Home Alone

As I stood in the kitchen chopping up veggies for the soup I was making to ease my three-year-old son’s croup, I saw a figure flash past the back door.

My first thought was, “oh, my husband must have come home early to take over sick child duties”. But it wasn’t my husband, it didn’t look even remotely like him apart from the bike helmet. Brains scramble to make sense, to find familiarity in the messiness.

I quickly realised that the figure wasn’t someone familiar to me, it was a stranger trying to break into our house.

My primal instincts kicked in quickly, I started to speak slowly and purposefully to my son who was sitting on the bench across from me. “Quickly, come here and hide behind the bench”.

I could hear the strange figure move around the back of my house, checking for a weakness. My mind was racing, should I grab my child and run, or should we keep hiding? I opened the front door and then closed it, unsure of the best option.

A reassuring voice on the end of the phone told me to stay, the police were on their way. But the figure was persistent. Now I could hear them rattling at my son’s bedroom window. I wanted them to know we were home.

With a calm I rarely conjure in stressful parenting moments, I quietly told my son to keep hiding and equally unusual, he listened.  

I walked to the bedroom and was face to face with the figure. As they pumped my son’s toy gardening shovel into the gap they had created in the window I yelled “I’m here!”. They saw me. The adrenalin was flowing now. They appeared at the front door, scrambling to get away. Fight set in and now I was yelling expletives behind them.

Moments later the police arrived and then quickly left in pursuit.

I turned to my son, who had mostly been shielded by my calm exterior, before the shouting. I explained that someone who was not invited had tried to come to our home. He said, “that’s disappointing” and it was.

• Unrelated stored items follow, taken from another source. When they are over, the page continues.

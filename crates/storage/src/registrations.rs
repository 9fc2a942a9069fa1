//! Registration list persisted under a single key as one JSON array.

use std::sync::Arc;

use shared::domain::{RecordId, RegistrationRecord, REGISTRATIONS_KEY};
use tracing::{debug, warn};

use crate::{KeyValueStore, Revision, StoreError, StoreResult};

const MAX_WRITE_ATTEMPTS: usize = 3;

#[derive(Debug, Clone, Default)]
pub struct LoadedRecords {
    pub records: Vec<RegistrationRecord>,
    pub revision: Revision,
}

#[derive(Clone)]
pub struct RegistrationRepository {
    store: Arc<dyn KeyValueStore>,
    key: String,
}

impl RegistrationRepository {
    pub fn new(store: Arc<dyn KeyValueStore>) -> Self {
        Self::with_key(store, REGISTRATIONS_KEY)
    }

    pub fn with_key(store: Arc<dyn KeyValueStore>, key: impl Into<String>) -> Self {
        Self {
            store,
            key: key.into(),
        }
    }

    pub fn key(&self) -> &str {
        &self.key
    }

    pub async fn load(&self) -> StoreResult<LoadedRecords> {
        let snapshot = self.store.get_item(&self.key).await?;
        Ok(LoadedRecords {
            records: decode_records(&self.key, snapshot.value.as_deref()),
            revision: snapshot.revision,
        })
    }

    pub async fn records(&self) -> StoreResult<Vec<RegistrationRecord>> {
        Ok(self.load().await?.records)
    }

    pub async fn count(&self) -> StoreResult<usize> {
        Ok(self.load().await?.records.len())
    }

    /// Largest id currently stored.
    pub async fn latest_id(&self) -> StoreResult<Option<RecordId>> {
        Ok(self.load().await?.records.iter().map(|r| r.id).max())
    }

    /// Appends `record` and rewrites the whole list, returning the new list.
    ///
    /// A concurrent writer that advanced the revision in between causes the
    /// read-modify-write to restart from a fresh read.
    pub async fn append(&self, record: RegistrationRecord) -> StoreResult<Vec<RegistrationRecord>> {
        let mut attempt = 0;
        loop {
            attempt += 1;
            let LoadedRecords {
                mut records,
                revision,
            } = self.load().await?;
            records.push(record.clone());

            let encoded = serde_json::to_string(&records).map_err(|source| StoreError::Encode {
                key: self.key.clone(),
                source,
            })?;

            match self.store.set_item(&self.key, &encoded, revision).await {
                Ok(new_revision) => {
                    debug!(
                        key = %self.key,
                        revision = new_revision.0,
                        records = records.len(),
                        "registrations: list written"
                    );
                    return Ok(records);
                }
                Err(StoreError::Conflict {
                    expected, actual, ..
                }) if attempt < MAX_WRITE_ATTEMPTS => {
                    warn!(
                        key = %self.key,
                        attempt,
                        expected,
                        actual,
                        "registrations: concurrent write detected, retrying"
                    );
                }
                Err(err) => return Err(err),
            }
        }
    }

    pub async fn clear(&self) -> StoreResult<()> {
        self.store.remove_item(&self.key).await
    }
}

fn decode_records(key: &str, raw: Option<&str>) -> Vec<RegistrationRecord> {
    let Some(raw) = raw else {
        return Vec::new();
    };
    match serde_json::from_str::<Vec<RegistrationRecord>>(raw) {
        Ok(records) => records,
        Err(err) => {
            warn!(key, error = %err, "registrations: stored list unreadable, treating as empty");
            Vec::new()
        }
    }
}
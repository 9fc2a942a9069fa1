//! Spreadsheet and JSON backup rendering for the registration list.

use std::collections::HashSet;

use chrono::{DateTime, NaiveDate, Utc};
use csv::Writer;
use shared::{
    domain::RegistrationRecord,
    protocol::{BackupDocument, RecordSource},
};
use thiserror::Error;

pub const EXPORT_PREFIX: &str = "AWOC-JKWOC_2025_Registrations";
pub const SPREADSHEET_MIME: &str = "text/csv";
pub const BACKUP_MIME: &str = "application/json";

pub const SPREADSHEET_COLUMNS: [&str; 9] = [
    "ID",
    "Timestamp",
    "Full Name",
    "Email",
    "Affiliation",
    "Tutorials",
    "Banquet",
    "Dietary Preference",
    "Other Dietary",
];

#[derive(Debug, Error)]
pub enum ExportError {
    #[error("spreadsheet encoding failed: {0}")]
    Csv(#[from] csv::Error),
    #[error("spreadsheet buffer flush failed: {0}")]
    Io(#[from] std::io::Error),
    #[error("backup encoding failed: {0}")]
    Json(#[from] serde_json::Error),
}

#[derive(Debug, Clone, PartialEq, Eq)]
pub struct ExportFile {
    pub filename: String,
    pub mime_type: &'static str,
    pub bytes: Vec<u8>,
}

pub fn spreadsheet_filename(date: NaiveDate) -> String {
    format!("{EXPORT_PREFIX}_{}.csv", date.format("%Y-%m-%d"))
}

pub fn backup_filename(date: NaiveDate) -> String {
    format!("{EXPORT_PREFIX}_{}.json", date.format("%Y-%m-%d"))
}

/// Appends remote records whose id is not already present locally. Returns
/// the merged list and the number of records added.
pub fn merge_remote(
    mut local: Vec<RegistrationRecord>,
    remote: Vec<RegistrationRecord>,
) -> (Vec<RegistrationRecord>, usize) {
    let mut known: HashSet<_> = local.iter().map(|record| record.id).collect();
    let before = local.len();
    for record in remote {
        if known.insert(record.id) {
            local.push(record);
        }
    }
    let added = local.len() - before;
    (local, added)
}

pub fn render_spreadsheet(records: &[RegistrationRecord]) -> Result<Vec<u8>, ExportError> {
    let mut writer = Writer::from_writer(Vec::new());
    writer.write_record(SPREADSHEET_COLUMNS)?;
    for record in records {
        let id = record.id.0.to_string();
        writer.write_record([
            id.as_str(),
            record.timestamp.as_str(),
            record.name.as_str(),
            record.email.as_str(),
            record.affiliation.as_str(),
            record.tutorials.as_str(),
            record.banquet.as_str(),
            record.dietary.as_str(),
            record.other_dietary.as_str(),
        ])?;
    }
    writer.into_inner().map_err(|e| ExportError::Io(e.into_error()))
}

pub fn render_backup(
    records: &[RegistrationRecord],
    source: RecordSource,
    created_at: DateTime<Utc>,
) -> Result<Vec<u8>, ExportError> {
    let document = BackupDocument::new(created_at, source, records.to_vec());
    Ok(serde_json::to_vec_pretty(&document)?)
}

/// Renders both export files for `records`, named after `now`'s date.
pub fn render_export(
    records: &[RegistrationRecord],
    source: RecordSource,
    now: DateTime<Utc>,
) -> Result<[ExportFile; 2], ExportError> {
    let date = now.date_naive();
    Ok([
        ExportFile {
            filename: spreadsheet_filename(date),
            mime_type: SPREADSHEET_MIME,
            bytes: render_spreadsheet(records)?,
        },
        ExportFile {
            filename: backup_filename(date),
            mime_type: BACKUP_MIME,
            bytes: render_backup(records, source, now)?,
        },
    ])
}

#[cfg(test)]
#[path = "tests/export_tests.rs"]
mod tests;
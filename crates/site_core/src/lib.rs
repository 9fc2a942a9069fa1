//! Client-side behavior of the AWOC-JKWOC conference site.
//!
//! Everything is wired by one explicit [`Site::init`] call. Browser
//! collaborators (local storage, the remote record source, operator dialogs
//! and file downloads) are injected as trait objects.

use std::sync::Arc;

use storage::{KeyValueStore, RegistrationRepository};
use tracing::info;

pub mod admin;
pub mod animation;
pub mod dialog;
pub mod error;
pub mod export;
pub mod navigation;
pub mod notifications;
pub mod registration;
pub mod remote;
pub mod tabs;

pub use admin::{AccessGate, AdminConsole, DownloadSink, ExportOutcome};
pub use dialog::{Dialog, PresetDialog};
pub use error::{SiteError, SiteResult};
pub use notifications::{Notification, NotificationEvent, Notifier};
pub use registration::{RegistrationForm, RegistrationPipeline, SavedRegistration};
pub use remote::{HttpRemoteSource, NoRemoteSource, PushOutcome, RemoteRecordSource};

use animation::{RevealController, StatsCounterTrigger};
use navigation::{MobileMenu, NavigationController, SectionBox};
use tabs::{TabButton, TabController, TabPanel};

/// Static page structure read once at start-up.
#[derive(Debug, Clone, Default)]
pub struct PageLayout {
    pub nav_links: Vec<String>,
    pub sections: Vec<SectionBox>,
    pub has_mobile_menu: bool,
    pub tab_buttons: Vec<TabButton>,
    pub tab_panels: Vec<TabPanel>,
    pub tutorial_options: Vec<String>,
    pub reveal_targets: Vec<String>,
}

pub struct SiteServices {
    pub store: Arc<dyn KeyValueStore>,
    pub remote: Arc<dyn RemoteRecordSource>,
    pub dialog: Arc<dyn Dialog>,
    pub downloads: Arc<dyn DownloadSink>,
    pub gate: AccessGate,
}

/// Handles to every behavior on the page. Dropping the site drops them.
pub struct Site {
    pub navigation: NavigationController,
    pub tabs: TabController,
    pub registration_form: RegistrationForm,
    pub registrations: RegistrationPipeline,
    pub admin: AdminConsole,
    pub notifier: Notifier,
    pub reveal: RevealController,
    pub stats: StatsCounterTrigger,
}

impl Site {
    pub fn init(layout: PageLayout, services: SiteServices) -> Self {
        let notifier = Notifier::new();
        let repository = RegistrationRepository::new(services.store);

        let registrations = RegistrationPipeline::new(
            repository.clone(),
            services.remote.clone(),
            notifier.clone(),
        );
        let admin = AdminConsole::new(
            repository,
            services.remote,
            notifier.clone(),
            services.dialog,
            services.downloads,
            services.gate,
        );

        info!(
            links = layout.nav_links.len(),
            sections = layout.sections.len(),
            tabs = layout.tab_buttons.len(),
            reveal_targets = layout.reveal_targets.len(),
            "site: initialized"
        );

        Self {
            navigation: NavigationController::new(
                layout.nav_links,
                layout.sections,
                MobileMenu::new(layout.has_mobile_menu),
            ),
            tabs: TabController::new(layout.tab_buttons, layout.tab_panels),
            registration_form: RegistrationForm::new(layout.tutorial_options),
            registrations,
            admin,
            notifier,
            reveal: RevealController::new(layout.reveal_targets),
            stats: StatsCounterTrigger::new(),
        }
    }

    /// Submits the live registration form.
    pub async fn submit_registration(&mut self) -> SiteResult<SavedRegistration> {
        self.registrations.submit(&mut self.registration_form).await
    }
}

#[cfg(test)]
#[path = "tests/lib_tests.rs"]
mod tests;
//! Operator dialogs. Answers arrive asynchronously so the rest of the site
//! keeps running while a prompt is open.

use async_trait::async_trait;

#[async_trait]
pub trait Dialog: Send + Sync {
    /// Asks for a secret; `None` means the operator cancelled.
    async fn prompt_secret(&self, message: &str) -> Option<String>;
    async fn confirm(&self, message: &str) -> bool;
}

/// Dialog with fixed answers, for unattended operation.
#[derive(Debug, Clone, Default)]
pub struct PresetDialog {
    pub secret: Option<String>,
    pub confirm: bool,
}

#[async_trait]
impl Dialog for PresetDialog {
    async fn prompt_secret(&self, _message: &str) -> Option<String> {
        self.secret.clone()
    }

    async fn confirm(&self, _message: &str) -> bool {
        self.confirm
    }
}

This was winter 2019. While our experience was minor in the scale of violence that is perpetrated against women (mostly by people known to them in their own homes), it was scary for us.

For months afterwards, we had to debrief our son about the figure and what his motives might have been. We had to unpack the good guy, bad guy narrative the burly police officers had offered when they returned to our house that day.

When the detectives came by to take my statement or provide us with an update, we made sure my son wasn’t home. He wouldn’t sleep in his room until the security shutters the insurance didn’t cover, had been installed. 

There are two things that strike me about that experience now.

First, it wasn’t until the female crime scene investigator arrived later in the day to take photographs that someone asked me and my son how we were. She talked directly to my son and said, “that must have been scary”. She offered him some of her prized stickers. My fight was eased by her tend and befriend, the more feminine way of responding to stress. My adrenaline gave way to emotion.  

Second, no one heard me when I was shouting at the figure because everyone was somewhere else. Our suburbs in 2019 were mostly empty, we all left from 8am-5pm to go elsewhere, for school and work. Figures like the one who visited my house had the run of the suburbs. There was no one to notice their unusual presence. As a stay-at-home mum, I was an anomaly the figure hasn’t anticipated.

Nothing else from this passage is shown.